TASK DETAILS: Read through the records. Copy each line that has the word "bool".
** TASK INPUT follows **
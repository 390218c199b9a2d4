//! Session lifecycle states.

use std::fmt;
use std::sync::atomic::{AtomicU8, Ordering};

use thiserror::Error;

/// Where a session is in its lifecycle.
///
/// ```text
/// Connecting → HandshakePending → Upgrading → Active → Closed
///                    │                │
///                    ▼                ▼
///             HandshakeFailed   UpgradeFailed → Closed
/// ```
///
/// `HandshakePending` may go straight to `Active` when TLS is off, and any
/// state may move to `Closed`. Nothing moves backwards.
#[repr(u8)]
#[derive(Debug, Clone, Copy, PartialEq, Eq, Hash)]
pub enum SessionState {
    Connecting = 0,
    HandshakePending = 1,
    HandshakeFailed = 2,
    Upgrading = 3,
    UpgradeFailed = 4,
    Active = 5,
    Closed = 6,
}

impl From<u8> for SessionState {
    fn from(val: u8) -> Self {
        match val {
            0 => SessionState::Connecting,
            1 => SessionState::HandshakePending,
            2 => SessionState::HandshakeFailed,
            3 => SessionState::Upgrading,
            4 => SessionState::UpgradeFailed,
            5 => SessionState::Active,
            _ => SessionState::Closed,
        }
    }
}

impl SessionState {
    pub fn can_transition_to(self, next: SessionState) -> bool {
        use SessionState::*;
        matches!(
            (self, next),
            (Connecting, HandshakePending)
                | (HandshakePending, HandshakeFailed | Upgrading | Active)
                | (Upgrading, UpgradeFailed | Active)
                | (Connecting | HandshakePending | HandshakeFailed | Upgrading | UpgradeFailed | Active, Closed)
        )
    }

    pub fn is_terminal(self) -> bool {
        self == SessionState::Closed
    }
}

impl fmt::Display for SessionState {
    fn fmt(&self, f: &mut fmt::Formatter<'_>) -> fmt::Result {
        let name = match self {
            SessionState::Connecting => "connecting",
            SessionState::HandshakePending => "handshake-pending",
            SessionState::HandshakeFailed => "handshake-failed",
            SessionState::Upgrading => "upgrading",
            SessionState::UpgradeFailed => "upgrade-failed",
            SessionState::Active => "active",
            SessionState::Closed => "closed",
        };
        f.write_str(name)
    }
}

/// A rejected state change.
#[derive(Debug, Clone, Copy, PartialEq, Eq, Error)]
#[error("invalid session transition {from} -> {to}")]
pub struct InvalidTransition {
    pub from: SessionState,
    pub to: SessionState,
}

/// Atomically updated [`SessionState`].
#[derive(Debug)]
pub struct StateCell(AtomicU8);

impl StateCell {
    pub fn new(initial: SessionState) -> Self {
        Self(AtomicU8::new(initial as u8))
    }

    pub fn get(&self) -> SessionState {
        SessionState::from(self.0.load(Ordering::Acquire))
    }

    /// Move to `next`, returning the state it replaced.
    pub fn transition(&self, next: SessionState) -> Result<SessionState, InvalidTransition> {
        let mut current = self.0.load(Ordering::Acquire);
        loop {
            let from = SessionState::from(current);
            if !from.can_transition_to(next) {
                return Err(InvalidTransition { from, to: next });
            }
            match self
                .0
                .compare_exchange(current, next as u8, Ordering::AcqRel, Ordering::Acquire)
            {
                Ok(_) => return Ok(from),
                Err(actual) => current = actual,
            }
        }
    }
}

#[cfg(test)]
mod tests {
    use super::*;
    use SessionState::*;

    #[test]
    fn happy_paths() {
        let plain = StateCell::new(Connecting);
        plain.transition(HandshakePending).unwrap();
        plain.transition(Active).unwrap();
        assert_eq!(plain.transition(Closed).unwrap(), Active);

        let tls = StateCell::new(Connecting);
        tls.transition(HandshakePending).unwrap();
        tls.transition(Upgrading).unwrap();
        tls.transition(Active).unwrap();
        assert_eq!(tls.get(), Active);
    }

    #[test]
    fn failures_only_lead_to_closed() {
        let cell = StateCell::new(Connecting);
        cell.transition(HandshakePending).unwrap();
        cell.transition(HandshakeFailed).unwrap();
        assert!(cell.transition(Upgrading).is_err());
        assert!(cell.transition(Active).is_err());
        cell.transition(Closed).unwrap();

        assert!(!UpgradeFailed.can_transition_to(Active));
        assert!(UpgradeFailed.can_transition_to(Closed));
    }

    #[test]
    fn never_moves_backwards() {
        let cell = StateCell::new(Connecting);
        cell.transition(HandshakePending).unwrap();
        cell.transition(Active).unwrap();

        let err = cell.transition(HandshakePending).unwrap_err();
        assert_eq!(err, InvalidTransition { from: Active, to: HandshakePending });

        cell.transition(Closed).unwrap();
        assert!(cell.transition(Closed).is_err());
        assert!(Closed.is_terminal());
    }
}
** End of TASK INPUT **
EXERCISE OUTPUT:
    pub fn can_transition_to(self, next: SessionState) -> bool {
    pub fn is_terminal(self) -> bool {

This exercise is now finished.